Dermatological Treatments: Monthly glycolic acid peels for 3-4 months (€200/session) clear melanin, regulate cells, and enhance depigmenting actives like Kojic acid. 'Yellow paste' peels (€500-600) block melanin production. Pre-peel Kligman trio (hydroquinone, cortisone, tretinoin) may be prescribed. Success hinges on patient-doctor partnership and sun avoidance, says Dr. François Niforos.
Avoid: Aggressive TCA peels or lasers risk rebound pigmentation.
Key Facts: Melasma may persist 10-20 years or fade naturally in the first year.
Cosmetic Care: Rest melanocytes with anti-spot products and daily SPF 50+ reapplied often—even indoors or in winter. Use hats and sunglasses outdoors.
Revive Gray Complexion
Gray tones plague thicker, oily epidermises where excess horny layer scatters light.
Dermatological Treatments: Glycolic peels (€180/session, monthly or bi-monthly) renew cells and refine pores.
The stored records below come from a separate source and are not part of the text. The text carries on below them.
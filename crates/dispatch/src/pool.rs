//! Idle-context pool, pending-job pool and in-flight ledger.
//!
//! [`Pools`] is plain data with no I/O. The pairing lane owns the only
//! instance; every mutation goes through it, so pairing decisions are
//! made one at a time.

use std::collections::{HashMap, VecDeque};

use kaleido_core::types::{ContextId, JobId};

use crate::context::Context;
use crate::job::Job;

/// A job matched with the context that will run it.
#[derive(Debug)]
pub struct Pairing {
    pub job: Job,
    pub context: Context,
}

/// What happened to a released job's context.
#[derive(Debug)]
pub enum Release {
    /// The context went straight to the oldest pending job.
    Paired(Pairing),
    /// The context joined the idle pool.
    Idle,
    /// The job failed fatally; its context is gone.
    Discarded,
    /// The job was not in flight. Any context that came with it is
    /// handed back for closing.
    Unknown(Option<Context>),
}

/// Everything left in the pools when the lane retires.
#[derive(Debug, Default)]
pub struct Drained {
    pub idle: Vec<Context>,
    pub pending: Vec<Job>,
    pub in_flight: Vec<JobId>,
}

/// Pool contents as seen by the pairing lane.
#[derive(Debug, Clone, Default, PartialEq, Eq)]
pub struct PoolSnapshot {
    /// Idle context ids, oldest first.
    pub idle: Vec<ContextId>,
    /// Pending job ids, oldest first.
    pub pending: Vec<JobId>,
    /// In-flight (job, context) pairs, ordered by job id.
    pub in_flight: Vec<(JobId, ContextId)>,
}

#[derive(Debug, Default)]
pub struct Pools {
    idle: VecDeque<Context>,
    pending: VecDeque<Job>,
    in_flight: HashMap<JobId, ContextId>,
}

impl Pools {
    pub fn new() -> Self {
        Self::default()
    }

    /// Pair `job` with the oldest idle context, or queue it.
    pub fn submit_job(&mut self, job: Job) -> Option<Pairing> {
        match self.idle.pop_front() {
            Some(context) => Some(self.pair(job, context)),
            None => {
                self.pending.push_back(job);
                None
            }
        }
    }

    /// Pair `context` with the oldest pending job, or park it.
    pub fn submit_context(&mut self, context: Context) -> Option<Pairing> {
        match self.pending.pop_front() {
            Some(job) => Some(self.pair(job, context)),
            None => {
                self.idle.push_back(context);
                None
            }
        }
    }

    /// Take a finished job off the ledger and recycle its context.
    ///
    /// `context` is `None` when the job failed fatally.
    pub fn release(&mut self, job_id: JobId, context: Option<Context>) -> Release {
        let Some(owned) = self.in_flight.remove(&job_id) else {
            return Release::Unknown(context);
        };
        match context {
            None => Release::Discarded,
            Some(context) if context.id() != owned => {
                // The ledger entry is gone either way; never recycle a
                // context the job did not own.
                tracing::error!(
                    job_id,
                    context_id = context.id(),
                    owned_context_id = owned,
                    "Released context does not match ledger",
                );
                Release::Unknown(Some(context))
            }
            Some(context) => match self.submit_context(context) {
                Some(pairing) => Release::Paired(pairing),
                None => Release::Idle,
            },
        }
    }

    /// Take an idle context out of the pool, e.g. because its tab is gone.
    ///
    /// Returns `None` when the context is not idle.
    pub fn remove_idle(&mut self, context_id: ContextId) -> Option<Context> {
        let index = self.idle.iter().position(|c| c.id() == context_id)?;
        self.idle.remove(index)
    }

    /// No job is waiting or running.
    pub fn is_settled(&self) -> bool {
        self.pending.is_empty() && self.in_flight.is_empty()
    }

    /// Empty every pool.
    pub fn drain(&mut self) -> Drained {
        let mut in_flight: Vec<JobId> = self.in_flight.drain().map(|(job_id, _)| job_id).collect();
        in_flight.sort_unstable();
        Drained {
            idle: self.idle.drain(..).collect(),
            pending: self.pending.drain(..).collect(),
            in_flight,
        }
    }

    pub fn snapshot(&self) -> PoolSnapshot {
        let mut in_flight: Vec<(JobId, ContextId)> =
            self.in_flight.iter().map(|(j, c)| (*j, *c)).collect();
        in_flight.sort_unstable();
        PoolSnapshot {
            idle: self.idle.iter().map(Context::id).collect(),
            pending: self.pending.iter().map(Job::id).collect(),
            in_flight,
        }
    }

    fn pair(&mut self, job: Job, context: Context) -> Pairing {
        self.in_flight.insert(job.id(), context.id());
        Pairing { job, context }
    }
}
Dr. Niforos recommends the Médispa protocol (https://www.medispa.fr): peel + tretinoin mask + cosmeceuticals for radiance and texture.
Insight: Smoking exacerbates grayness—75% of nicotine exits via skin/hair, worsening with sun.
Cosmetic Routine: Morning hydration boosts light reflection; evenings feature Vitamin C, fruit acids, or salicylic for turnover and sebum control, advises Xavier Chirico. Add enzymatic scrubs and hydrating masks.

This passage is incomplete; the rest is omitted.